Rescue 1122 has not denied that the medical equipment in its ambulances is not properly sterilised, in its response submitted to the provincial ombudsman to a Young Doctors Association (YDA) application.
The YDA had submitted to the ombudsman that the equipment in Rescue 1122 ambulances was not properly sterilised before reuse and could spread diseases like hepatitis B and C and HIV.
In its response to the application, Rescue 1122 did not deny this.

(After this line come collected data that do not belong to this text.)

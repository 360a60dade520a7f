//! 记录头与 Kafka 消息头互转

use rdkafka::message::{BorrowedMessage, Header, Headers, Message, OwnedHeaders};
use rolldice::{ConsumedRecord, RecordHeaders};

pub(crate) fn to_owned_headers(headers: &RecordHeaders) -> OwnedHeaders {
    headers
        .iter()
        .fold(OwnedHeaders::new_with_capacity(headers.len()), |acc, (key, value)| {
            acc.insert(Header {
                key,
                value: Some(value),
            })
        })
}

/// 空值消息头被丢弃
pub(crate) fn headers_from<H: Headers>(headers: &H) -> RecordHeaders {
    let mut result = RecordHeaders::new();
    for header in headers.iter() {
        if let Some(value) = header.value {
            result.insert(header.key, value);
        }
    }
    result
}

pub(crate) fn record_from_message(msg: &BorrowedMessage<'_>) -> ConsumedRecord {
    ConsumedRecord {
        topic: msg.topic().to_string(),
        partition: msg.partition(),
        offset: msg.offset(),
        timestamp: msg.timestamp().to_millis(),
        key: msg.key().map(<[u8]>::to_vec),
        payload: msg.payload().map(<[u8]>::to_vec).unwrap_or_default(),
        headers: msg.headers().map(headers_from).unwrap_or_default(),
    }
}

“The Punjab Emergency Service is providing free of cost pre-hospital care to victims of emergencies … the staff is trained as medical first responders to provide basic life support to victims. Therefore, they are not involved in surgical intervention,” states the reply, a copy of which is available with The Express Tribune. The response was prepared by Ali Hasan, the head of the Law Wing of the Punjab Emergency Service.
“The service welcomes the suggestions [of the YDA] in the best interest of the public at large and for the betterment of the service. The suggestions contained in the complaint have been noted down and necessary steps shall be taken accordingly,” it reads.

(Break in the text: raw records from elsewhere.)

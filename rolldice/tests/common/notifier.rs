use rolldice::{
    domain::NotificationSender,
    errors::NotifyError,
    notify::PushMessage,
};
use std::{
    future::Future,
    sync::{
        Arc, Mutex,
        atomic::{AtomicBool, Ordering},
    },
};

/// 记录推送内容的发送者
#[derive(Clone, Default)]
pub struct RecordingNotifier {
    sent: Arc<Mutex<Vec<PushMessage>>>,
    failing: Arc<AtomicBool>,
}

impl RecordingNotifier {
    pub fn new() -> Self {
        Self::default()
    }

    pub fn failing() -> Self {
        let notifier = Self::default();
        notifier.failing.store(true, Ordering::SeqCst);
        notifier
    }

    pub fn sent(&self) -> Vec<PushMessage> {
        self.sent.lock().unwrap().clone()
    }

    pub fn texts(&self) -> Vec<String> {
        self.sent()
            .into_iter()
            .flat_map(|m| m.messages.into_iter().map(|m| m.text))
            .collect()
    }
}

impl NotificationSender for RecordingNotifier {
    fn send_push_message(
        &self,
        payload: &PushMessage,
    ) -> impl Future<Output = Result<(), NotifyError>> + Send {
        let payload = payload.clone();
        async move {
            if self.failing.load(Ordering::SeqCst) {
                return Err(NotifyError::Status(500));
            }
            self.sent.lock().unwrap().push(payload);
            Ok(())
        }
    }
}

Dr Khuda Bakhsh Dreshak, the YDA Mayo Hospital General Sectary and the complainant in the case, submitted another statement in response, saying that Rescue 1122 ambulances used laryngoscopes; stitching equipment like forceps, needles and sutures; artery clamps and scissors; and amputation kits and other equipment that needed to be sterilised using gluteraldehyde.

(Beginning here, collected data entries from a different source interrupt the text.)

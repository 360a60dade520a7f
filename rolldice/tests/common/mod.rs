#![allow(dead_code)]

pub mod logs;
pub mod memory;
pub mod notifier;

use opentelemetry::{
    Context,
    trace::{SpanContext, SpanId, TraceContextExt, TraceFlags, TraceId, TraceState},
};
use std::future::Future;
use tokio::time::{Duration, sleep, timeout};

pub const TRACE_ID: &str = "4bf92f3577b34da6a3ce929d0e0e4736";
pub const SPAN_ID: &str = "00f067aa0ba902b7";

pub fn remote_context() -> Context {
    let span_context = SpanContext::new(
        TraceId::from_hex(TRACE_ID).unwrap(),
        SpanId::from_hex(SPAN_ID).unwrap(),
        TraceFlags::SAMPLED,
        true,
        TraceState::default(),
    );
    Context::new().with_remote_span_context(span_context)
}

pub async fn within<F: Future>(future: F) -> F::Output {
    timeout(Duration::from_secs(5), future)
        .await
        .expect("等待超时")
}

pub async fn eventually(mut check: impl FnMut() -> bool) {
    within(async {
        while !check() {
            sleep(Duration::from_millis(10)).await;
        }
    })
    .await
}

In his original application, he suggested that a container of gluteraldehyde should be installed in each ambulance so medics could quickly sterilise instruments by dipping them in the chemical.
Speaking to The Express Tribune, Dr Dreshak said that the Rescue 1122 response was vague and avoided the issue. “There are contradictions in the statement. First they say they aren’t involved in any surgical interventions and then they say they will take necessary steps to follow the suggestions submitted by us,” he said.
Rescue 1122 Provincial Monitoring Officer Yahya Butt said that the emergency service was “thankful to the YDA for pointing this out”, but they were observing proper sterilisation procedures.
“We have asked all district offices to properly sterilise their equipment and autoclaves are being purchased. We use surface disinfectant after every emergency to sterilise the ambulance. The spray of surface disinfectant even sterilises the air in the ambulance and is an accepted method of sterilisation,” he said.
However, he dismissed the suggestion in the YDA application for gluteraldehyde containers in each ambulance. “If we keep a box in the ambulance the chemical might fall on the floor as ambulances go on rough roads as well,” he said.
An official at the Ombudsman’s office said that the next step in the case would be to invite the YDA member for a personal hearing.
Published in The Express Tribune, April 25th, 2012.